China’s ‘Steel Roses’ back among elite at World Cup
China’s ‘Steel Roses’ marked their return to the elite of world soccer on Saturday with a 1-0 win over Cameroon which booked them a ticket to the quarterfinals of the Women’s World Cup.
A first-half goal from defender turned forward Wang Shanshan set up a meeting with either the United States or Colombia in the final eight next Friday.
It also sent Africa’s last remaining team crashing out of the tournament.
Coach Hao Wei had a touchline ban and watched from the stands as his team bravely fought in cold and wet conditions at Edmonton’s Commonwealth Stadium.
But his side closed down the game early when Wang Shanshan got the opener after 12 minutes when she picked up a pass from Li Dongna who did well to control a Wang Lisi corner.
“Today all the players were wonderful, they put on a spectacular performance, demonstrating amazing resilience and bravery,” said assistant coach Chang Wei-Wei.
“They fought like warriors for over 90 minutes. I want to thank them for their hard work.”
China, runners up in 1999, failed to qualify for Germany 2011 or the London Olympics the following year.
But the team have been revitalized since Hao was appointed coach soon after.
“Under the leadership of coach Hao over two or three years we have witnessed tremendous improvement in the Chinese team,” said Chang.
“He has selected many young players who are so energetic and enterprising.
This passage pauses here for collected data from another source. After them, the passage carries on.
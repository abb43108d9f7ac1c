//! # Tube Primitive
//!
//! Sweeps a circle along a 3D path. Each path sample gets one ring built
//! in the plane of the sample's normal and binormal; the rings are stitched
//! by [`create_ribbon`](super::create_ribbon).

use super::ribbon::{create_ribbon, RibbonOptions};
use super::{tessellation_option, Cap, PathFunction};
use crate::error::{GeometryError, GeometryResult};
use crate::path3d::Path3D;
use crate::vertex_data::{SideOptions, VertexData};
use config::constants::clamp_arc;
use glam::{Quat, Vec2, Vec3};
use std::f32::consts::TAU;
use std::fmt;

/// Options for [`create_tube`].
#[derive(Clone)]
pub struct TubeOptions {
    /// Path followed by the tube axis (at least two distinct points)
    pub path: Vec<Vec3>,
    /// Constant radius (default 1)
    pub radius: f32,
    /// Samples around each ring (default 64, minimum 3)
    pub tessellation: u32,
    /// Per-sample radius; overrides `radius` when set
    pub radius_function: Option<PathFunction>,
    /// Which ends are closed (default none)
    pub cap: Cap,
    /// Fraction of each ring to build, in (0, 1] (default 1)
    pub arc: f32,
    /// Swap the `u` and `v` texture axes of the wall
    pub invert_uv: bool,
    /// Side orientation
    pub sides: SideOptions,
}

impl Default for TubeOptions {
    fn default() -> Self {
        Self {
            path: Vec::new(),
            radius: 1.0,
            tessellation: 64,
            radius_function: None,
            cap: Cap::NoCap,
            arc: 1.0,
            invert_uv: false,
            sides: SideOptions::default(),
        }
    }
}

impl fmt::Debug for TubeOptions {
    fn fmt(&self, f: &mut fmt::Formatter<'_>) -> fmt::Result {
        f.debug_struct("TubeOptions")
            .field("path", &self.path)
            .field("radius", &self.radius)
            .field("tessellation", &self.tessellation)
            .field("radius_function", &self.radius_function.is_some())
            .field("cap", &self.cap)
            .field("arc", &self.arc)
            .field("invert_uv", &self.invert_uv)
            .field("sides", &self.sides)
            .finish()
    }
}

/// Creates a tube.
///
/// A full ring (`arc == 1`) has `tessellation` samples closed by a seam
/// column; a partial ring has `tessellation + 1` samples and stays open.
/// Caps are separate fans so their normals point along the path.
///
/// # Errors
///
/// `InvalidParameter` for an empty path, `DegenerateGeometry` if every path
/// point coincides.
///
/// # Example
///
/// ```rust
/// use procmesh::primitives::{create_tube, TubeOptions};
/// use glam::Vec3;
///
/// let tube = create_tube(&TubeOptions {
///     path: vec![Vec3::ZERO, Vec3::Y, Vec3::Y * 2.0],
///     tessellation: 8,
///     ..Default::default()
/// })
/// .unwrap();
/// // three rings of 8 samples plus the seam column
/// assert_eq!(tube.vertex_count(), 27);
/// ```
pub fn create_tube(options: &TubeOptions) -> GeometryResult<VertexData> {
    if options.path.is_empty() {
        return Err(GeometryError::invalid_parameter("tube path has no points"));
    }
    let path = Path3D::new(&options.path)?;
    let tessellation = tessellation_option("tube.tessellation", options.tessellation);
    let arc = clamp_arc(options.arc);
    let full = arc >= 1.0;
    let step = TAU * arc / tessellation as f32;
    let samples = if full { tessellation } else { tessellation + 1 };

    let rings: Vec<Vec<Vec3>> = (0..path.len())
        .map(|i| {
            let radius = match &options.radius_function {
                Some(f) => f(i, path.distances()[i]),
                None => options.radius,
            };
            let tangent = path.tangents()[i];
            let normal = path.normals()[i] * radius;
            (0..samples)
                .map(|t| path.points()[i] + Quat::from_axis_angle(tangent, step * t as f32) * normal)
                .collect()
        })
        .collect();

    let mut data = create_ribbon(&RibbonOptions {
        path_array: rings.clone(),
        close_path: full,
        invert_uv: options.invert_uv,
        ..Default::default()
    })?;

    let last = path.len() - 1;
    if options.cap.has_start() {
        let cap = ring_cap(path.points()[0], &rings[0], -path.tangents()[0], step, full, true);
        data.merge_with(&cap)?;
    }
    if options.cap.has_end() {
        let cap = ring_cap(path.points()[last], &rings[last], path.tangents()[last], step, full, false);
        data.merge_with(&cap)?;
    }

    Ok(data.finish(&options.sides))
}

/// Recomputes a tube's positions and normals in place of `existing`.
///
/// # Errors
///
/// `PreconditionViolation` if the path length, tessellation, arc or caps
/// changed the vertex or index count.
pub fn rebuild_tube(existing: &VertexData, options: &TubeOptions) -> GeometryResult<VertexData> {
    existing.replace_geometry(create_tube(options)?)
}

/// Fan from the ring's center, facing `normal`.
fn ring_cap(center: Vec3, ring: &[Vec3], normal: Vec3, step: f32, full: bool, start: bool) -> VertexData {
    let mut data = VertexData::with_capacity(ring.len() + 1, ring.len());
    let hub = data.add_vertex(center, normal, Vec2::splat(0.5));
    for (k, point) in ring.iter().enumerate() {
        let (sin, cos) = (step * k as f32).sin_cos();
        data.add_vertex(*point, normal, Vec2::new(0.5 + 0.5 * cos, 0.5 + 0.5 * sin));
    }

    let count = ring.len() as u32;
    let spokes = if full { count } else { count - 1 };
    for k in 0..spokes {
        let current = hub + 1 + k;
        let next = hub + 1 + (k + 1) % count;
        if start {
            data.add_triangle(hub, next, current);
        } else {
            data.add_triangle(hub, current, next);
        }
    }
    data
}

#[cfg(test)]
mod tests {
    use super::*;
    use approx::assert_relative_eq;
    use std::sync::Arc;

    fn straight() -> Vec<Vec3> {
        vec![Vec3::ZERO, Vec3::Y, Vec3::Y * 2.0]
    }

    #[test]
    fn test_tube_rings_lie_on_radius() {
        let tube = create_tube(&TubeOptions {
            path: straight(),
            radius: 0.5,
            tessellation: 12,
            ..Default::default()
        })
        .unwrap();
        for i in 0..tube.vertex_count() {
            let p = tube.position(i);
            assert_relative_eq!(Vec2::new(p.x, p.z).length(), 0.5, epsilon = 1e-5);
        }
    }

    #[test]
    fn test_tube_normals_point_outward() {
        let tube = create_tube(&TubeOptions {
            path: straight(),
            tessellation: 16,
            ..Default::default()
        })
        .unwrap();
        for i in 0..tube.vertex_count() {
            let p = tube.position(i);
            let radial = Vec3::new(p.x, 0.0, p.z).normalize();
            assert!(tube.normal(i).dot(radial) > 0.9);
        }
    }

    #[test]
    fn test_tube_radius_function() {
        let tube = create_tube(&TubeOptions {
            path: straight(),
            tessellation: 8,
            radius_function: Some(Arc::new(|i, _| 1.0 + i as f32)),
            ..Default::default()
        })
        .unwrap();
        // ring 2 starts at vertex 2 * (8 + 1)
        let p = tube.position(18);
        assert_relative_eq!(Vec2::new(p.x, p.z).length(), 3.0, epsilon = 1e-5);
    }

    #[test]
    fn test_tube_caps_face_along_path() {
        let tube = create_tube(&TubeOptions {
            path: straight(),
            tessellation: 8,
            cap: Cap::CapAll,
            ..Default::default()
        })
        .unwrap();
        assert_eq!(tube.vertex_count(), 27 + 2 * 9);
        assert_eq!(tube.triangle_count(), 32 + 2 * 8);

        for [a, b, c] in tube.triangles().skip(32) {
            let pa = tube.position(a as usize);
            let face = (tube.position(b as usize) - pa).cross(tube.position(c as usize) - pa);
            if pa.y < 1.0 {
                assert!(face.y < 0.0);
            } else {
                assert!(face.y > 0.0);
            }
        }
    }

    #[test]
    fn test_tube_partial_arc() {
        let tube = create_tube(&TubeOptions {
            path: straight(),
            tessellation: 8,
            arc: 0.5,
            ..Default::default()
        })
        .unwrap();
        assert_eq!(tube.vertex_count(), 27);
        assert_eq!(tube.triangle_count(), 2 * 8 * 2);
    }

    #[test]
    fn test_tube_empty_path() {
        assert!(matches!(
            create_tube(&TubeOptions::default()),
            Err(GeometryError::InvalidParameter { .. })
        ));
    }

    #[test]
    fn test_rebuild_tube_moves_rings() {
        let mut options = TubeOptions {
            path: straight(),
            tessellation: 8,
            ..Default::default()
        };
        let original = create_tube(&options).unwrap();
        options.path = vec![Vec3::ZERO, Vec3::Y * 2.0, Vec3::Y * 4.0];
        let rebuilt = rebuild_tube(&original, &options).unwrap();
        assert_relative_eq!(rebuilt.bounding_box().1.y, 4.0, epsilon = 1e-5);
        assert_eq!(rebuilt.indices, original.indices);
    }
}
I think they can reach even higher goals in the future.”
Rock Solid Defense
The defense of the 16th-ranked Chinese was rock solid allowing few chances for 53rd-ranked Cameroon’s energetic forwards.
Cameroon’s best chance of the first half was a free-kick from Gaelle Enganamouit which deflected from the wall into the path of Gabrielle Onguene who fired into the side-netting.
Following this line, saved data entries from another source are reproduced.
//! # Terrain Height-Field Queries
//!
//! A [`GroundMesh`] pairs a ground grid buffer with its grid resolution and
//! world transform, and answers height and normal queries in constant time
//! per call. The per-cell [`HeightQuad`]s are computed lazily on the first
//! query after construction or after [`GroundMesh::mark_updated`].
//!
//! ## Concurrency
//!
//! Queries take `&self` and may run from several threads; the quad cache
//! sits behind an `RwLock`. Updates to the buffer need `&mut self`, so they
//! can never overlap a query.

mod height_quad;


pub use height_quad::HeightQuad;

use crate::error::{GeometryError, GeometryResult};
use crate::primitives::{
    create_ground, create_ground_from_height_map, GroundOptions, HeightMapImage, HeightMapOptions,
};
use crate::vertex_data::{VertexBufferStore, VertexData};
use glam::{Mat3, Mat4, Vec3};
use std::sync::{Arc, PoisonError, RwLock};
use tracing::trace;

/// Dimensions of a ground grid.
#[derive(Debug, Clone, Copy, PartialEq)]
pub struct GroundGrid {
    /// Extent along X
    pub width: f32,
    /// Extent along Z
    pub height: f32,
    /// Cells along X
    pub subdivisions_x: u32,
    /// Cells along Z
    pub subdivisions_y: u32,
}

impl GroundGrid {
    fn vertex_count(&self) -> usize {
        (self.subdivisions_x as usize + 1) * (self.subdivisions_y as usize + 1)
    }

    /// Cell containing local `(x, z)`, or `None` outside the grid.
    fn cell(&self, x: f32, z: f32) -> Option<usize> {
        let half_w = self.width * 0.5;
        let half_h = self.height * 0.5;
        if !(-half_w..=half_w).contains(&x) || !(-half_h..=half_h).contains(&z) {
            return None;
        }
        let column = ((x + half_w) / self.width * self.subdivisions_x as f32) as u32;
        let row = ((z + half_h) / self.height * self.subdivisions_y as f32) as u32;
        let column = column.min(self.subdivisions_x - 1);
        let row = row.min(self.subdivisions_y - 1);
        Some((row * self.subdivisions_x + column) as usize)
    }
}

/// A ground buffer with O(1) height and normal queries.
#[derive(Debug)]
pub struct GroundMesh {
    grid: GroundGrid,
    data: VertexData,
    world: Mat4,
    world_inverse: Mat4,
    quads: RwLock<Option<Arc<[HeightQuad]>>>,
}

impl GroundMesh {
    /// Wraps an existing ground buffer.
    ///
    /// # Errors
    ///
    /// - `InvalidParameter` for a grid without cells or without area
    /// - `PreconditionViolation` if the buffer has fewer vertices than the
    ///   grid needs
    pub fn new(data: VertexData, grid: GroundGrid) -> GeometryResult<Self> {
        if grid.subdivisions_x == 0 || grid.subdivisions_y == 0 {
            return Err(GeometryError::invalid_parameter("ground grid has no cells"));
        }
        if grid.width <= 0.0 || grid.height <= 0.0 {
            return Err(GeometryError::invalid_parameter(format!(
                "ground grid size must be positive, got {}x{}",
                grid.width, grid.height
            )));
        }
        if data.vertex_count() < grid.vertex_count() {
            return Err(GeometryError::precondition(format!(
                "ground grid needs {} vertices, buffer has {}",
                grid.vertex_count(),
                data.vertex_count()
            )));
        }

        Ok(Self {
            grid,
            data,
            world: Mat4::IDENTITY,
            world_inverse: Mat4::IDENTITY,
            quads: RwLock::new(None),
        })
    }

    /// Generates a flat ground and wraps it.
    ///
    /// # Example
    ///
    /// ```rust
    /// use procmesh::primitives::GroundOptions;
    /// use procmesh::terrain::GroundMesh;
    ///
    /// let ground = GroundMesh::from_ground(&GroundOptions {
    ///     width: 4.0,
    ///     height: 4.0,
    ///     subdivisions: 2,
    ///     ..Default::default()
    /// })
    /// .unwrap();
    /// assert_eq!(ground.height_at(0.3, -1.2), 0.0);
    /// assert_eq!(ground.height_at(10.0, 0.0), 0.0);
    /// ```
    pub fn from_ground(options: &GroundOptions) -> GeometryResult<Self> {
        let (subdivisions_x, subdivisions_y) = options.cells();
        Self::new(
            create_ground(options)?,
            GroundGrid {
                width: options.width,
                height: options.height,
                subdivisions_x,
                subdivisions_y,
            },
        )
    }

    /// Generates a height-map ground and wraps it.
    pub fn from_height_map(image: &HeightMapImage, options: &HeightMapOptions) -> GeometryResult<Self> {
        let cells = options.subdivisions.max(1);
        Self::new(
            create_ground_from_height_map(image, options)?,
            GroundGrid {
                width: options.width,
                height: options.height,
                subdivisions_x: cells,
                subdivisions_y: cells,
            },
        )
    }

    /// Reads a ground buffer and world matrix from a mesh-instance store.
    pub fn from_store<S: VertexBufferStore + ?Sized>(store: &S, grid: GroundGrid) -> GeometryResult<Self> {
        let mut mesh = Self::new(VertexData::from_store(store)?, grid)?;
        mesh.set_world_matrix(store.world_matrix());
        Ok(mesh)
    }

    /// Grid dimensions.
    pub fn grid(&self) -> GroundGrid {
        self.grid
    }

    /// The ground buffer.
    pub fn vertex_data(&self) -> &VertexData {
        &self.data
    }

    /// Local-to-world transform.
    pub fn world_matrix(&self) -> Mat4 {
        self.world
    }

    /// Places the ground in the world.
    ///
    /// The quads live in local space, so moving the mesh keeps the cache.
    pub fn set_world_matrix(&mut self, world: Mat4) {
        self.world = world;
        self.world_inverse = world.inverse();
    }

    /// Replaces the vertex positions and invalidates the quad cache.
    ///
    /// # Errors
    ///
    /// `PreconditionViolation` if the position count changes.
    pub fn update_positions(&mut self, positions: Vec<f32>) -> GeometryResult<()> {
        if positions.len() != self.data.positions.len() {
            return Err(GeometryError::precondition(format!(
                "ground update has {} position values, expected {}",
                positions.len(),
                self.data.positions.len()
            )));
        }
        self.data.positions = positions;
        self.data.compute_normals();
        self.mark_updated();
        Ok(())
    }

    /// Drops the quad cache; the next query recomputes it.
    pub fn mark_updated(&self) {
        *self.quads.write().unwrap_or_else(PoisonError::into_inner) = None;
    }

    /// World-space height of the ground below world `(x, z)`.
    ///
    /// Outside the grid this returns the mesh origin's world height.
    pub fn height_at(&self, x: f32, z: f32) -> f32 {
        let local = self.world_inverse.transform_point3(Vec3::new(x, 0.0, z));
        match self.quad_at(local.x, local.z) {
            Some(quad) => {
                let y = quad.height(local.x, local.z);
                self.world.transform_point3(Vec3::new(local.x, y, local.z)).y
            }
            None => self.world.w_axis.y,
        }
    }

    /// World-space unit normal of the ground below world `(x, z)`.
    ///
    /// Outside the grid this returns `+Y`.
    pub fn normal_at(&self, x: f32, z: f32) -> Vec3 {
        let local = self.world_inverse.transform_point3(Vec3::new(x, 0.0, z));
        match self.quad_at(local.x, local.z) {
            Some(quad) => {
                let normal_matrix = Mat3::from_mat4(self.world_inverse).transpose();
                (normal_matrix * quad.normal(local.x, local.z))
                    .try_normalize()
                    .unwrap_or(Vec3::Y)
            }
            None => Vec3::Y,
        }
    }

    fn quad_at(&self, x: f32, z: f32) -> Option<HeightQuad> {
        let cell = self.grid.cell(x, z)?;
        self.quads().get(cell).copied()
    }

    fn quads(&self) -> Arc<[HeightQuad]> {
        if let Some(quads) = self.quads.read().unwrap_or_else(PoisonError::into_inner).as_ref() {
            return Arc::clone(quads);
        }

        let mut cache = self.quads.write().unwrap_or_else(PoisonError::into_inner);
        if let Some(quads) = cache.as_ref() {
            return Arc::clone(quads);
        }
        let quads: Arc<[HeightQuad]> = height_quad::compute_quads(
            &self.data.positions,
            self.grid.subdivisions_x,
            self.grid.subdivisions_y,
        )
        .into();
        trace!(cells = quads.len(), "height quads computed");
        *cache = Some(Arc::clone(&quads));
        quads
    }
}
But once 25- year- old Wang scored her second goal of the tournament it was impossible for Cameroon to get through.
“The Chinese deserved their victory we can just say bravo. Their team is very complete,” said Cameroon coach Enow Ngachu, whose side were just the second from Africa to reach the knockout rounds after Nigeria in 1999.
“They don’t score many goals but they defend very well. We knew that if we conceded a goal it would be very difficult for us.
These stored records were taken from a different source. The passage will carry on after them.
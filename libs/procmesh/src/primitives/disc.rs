//! # Disc Primitive
//!
//! Flat regular polygon or circular sector in the XY plane, facing +Z.

use crate::error::GeometryResult;
use crate::vertex_data::{SideOptions, VertexData};
use super::tessellation_option;
use config::constants::clamp_arc;
use glam::{Vec2, Vec3};
use serde::{Deserialize, Serialize};
use std::f32::consts::TAU;

/// Options for [`create_disc`].
#[derive(Debug, Clone, PartialEq, Serialize, Deserialize)]
#[serde(default)]
pub struct DiscOptions {
    /// Radius (default 0.5)
    pub radius: f32,
    /// Number of rim samples (default 64, minimum 3)
    pub tessellation: u32,
    /// Fraction of the full turn to cover, in (0, 1] (default 1)
    pub arc: f32,
    /// Side orientation
    pub sides: SideOptions,
}

impl Default for DiscOptions {
    fn default() -> Self {
        Self {
            radius: 0.5,
            tessellation: 64,
            arc: 1.0,
            sides: SideOptions::default(),
        }
    }
}

impl DiscOptions {
    /// Clamps tessellation and arc to their documented ranges.
    pub fn normalized(&self) -> Self {
        Self {
            tessellation: tessellation_option("disc.tessellation", self.tessellation),
            arc: clamp_arc(self.arc),
            ..self.clone()
        }
    }
}

/// Creates a disc fanned from its center.
///
/// A full disc has `tessellation + 1` vertices and closes its fan by
/// wrapping the last rim index back to the first. A partial disc
/// (`arc < 1`) places `tessellation` rim samples on the arc including both
/// end points and has no closing triangle.
///
/// # Example
///
/// ```rust
/// use procmesh::primitives::{create_disc, DiscOptions};
///
/// let disc = create_disc(&DiscOptions { tessellation: 4, ..Default::default() }).unwrap();
/// assert_eq!(disc.vertex_count(), 5);
/// assert_eq!(disc.triangle_count(), 4);
/// ```
pub fn create_disc(options: &DiscOptions) -> GeometryResult<VertexData> {
    let options = options.normalized();
    let tessellation = options.tessellation;
    let full_circle = options.arc >= 1.0;

    let mut data = VertexData::with_capacity(tessellation as usize + 1, tessellation as usize);
    data.add_vertex(Vec3::ZERO, Vec3::Z, Vec2::splat(0.5));

    let step = if full_circle {
        TAU / tessellation as f32
    } else {
        TAU * options.arc / (tessellation - 1) as f32
    };

    for i in 0..tessellation {
        let angle = step * i as f32;
        let (sin, cos) = angle.sin_cos();
        data.add_vertex(
            Vec3::new(cos, sin, 0.0) * options.radius,
            Vec3::Z,
            Vec2::new((cos + 1.0) * 0.5, (sin + 1.0) * 0.5),
        );
    }

    let triangles = if full_circle { tessellation } else { tessellation - 1 };
    for i in 0..triangles {
        let next = (i + 1) % tessellation;
        data.add_triangle(0, i + 1, next + 1);
    }

    Ok(data.finish(&options.sides))
}

#[cfg(test)]
mod tests {
    use super::*;
    use approx::assert_relative_eq;

    #[test]
    fn test_disc_full_circle_counts() {
        let disc = create_disc(&DiscOptions {
            tessellation: 4,
            ..Default::default()
        })
        .unwrap();
        assert_eq!(disc.vertex_count(), 5);
        assert_eq!(disc.indices, vec![0, 1, 2, 0, 2, 3, 0, 3, 4, 0, 4, 1]);
        assert!(disc.validate().is_ok());
    }

    #[test]
    fn test_disc_faces_positive_z() {
        let disc = create_disc(&DiscOptions::default()).unwrap();
        let a = disc.position(0);
        let b = disc.position(1);
        let c = disc.position(2);
        assert!((b - a).cross(c - a).z > 0.0);
    }

    #[test]
    fn test_disc_half_arc() {
        let disc = create_disc(&DiscOptions {
            tessellation: 5,
            arc: 0.5,
            radius: 1.0,
            ..Default::default()
        })
        .unwrap();
        assert_eq!(disc.vertex_count(), 6);
        assert_eq!(disc.triangle_count(), 4);
        let last = disc.position(5);
        assert_relative_eq!(last.x, -1.0, epsilon = 1e-5);
        assert_relative_eq!(last.y, 0.0, epsilon = 1e-5);
    }

    #[test]
    fn test_disc_tessellation_is_clamped() {
        let disc = create_disc(&DiscOptions {
            tessellation: 0,
            ..Default::default()
        })
        .unwrap();
        assert_eq!(disc.vertex_count(), 4);
    }

    #[test]
    fn test_disc_rim_uvs() {
        let disc = create_disc(&DiscOptions {
            tessellation: 4,
            ..Default::default()
        })
        .unwrap();
        assert_eq!(disc.uv(0), Vec2::splat(0.5));
        assert_relative_eq!(disc.uv(1).x, 1.0);
        assert_relative_eq!(disc.uv(1).y, 0.5);
    }
}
“It’s impressive the way they regrouped themselves. We didn’t have space because the Chinese were always defending.
“If they can keep on like that they can create surprises.”
Cameroon played champions Japan in the group stage and took a goal in a 2-1 loss to the Asian giants.
But Ngachu admitted the Chinese were even tougher.
“In the game against Japan we had many scoring chances, we didn’t today,” he said.
“The Japanese players are more technical, more intelligent, but the team that is creating difficulties in this tournament is China.”
The African newcomers were also struggling in the weather conditions.
“We didn’t expect cold weather and rain, it was a handicap for our team. It’s unfortunate we haven’t been training on surfaces that are very slippery,” said Ngachu.
Goalscorer Wang missed a golden chance for a second as she went wide on 60 minutes when alone on front of goal. Cameroon substitute Ajara Nichout missed a chance to level but volleyed into the arms of goalkeeper Wang Fei.
China’s Han Peng finished the game with her head heavily bandaged after a clash with Cameroon’s Claudine Meffometou deep into injury time.
Despite appearing to have suffered the effects of concussion, Han returned to the pitch to play the final minutes of the game.
“We will do tests to see what damage has been done, but the spirit is commendable,” said Chang.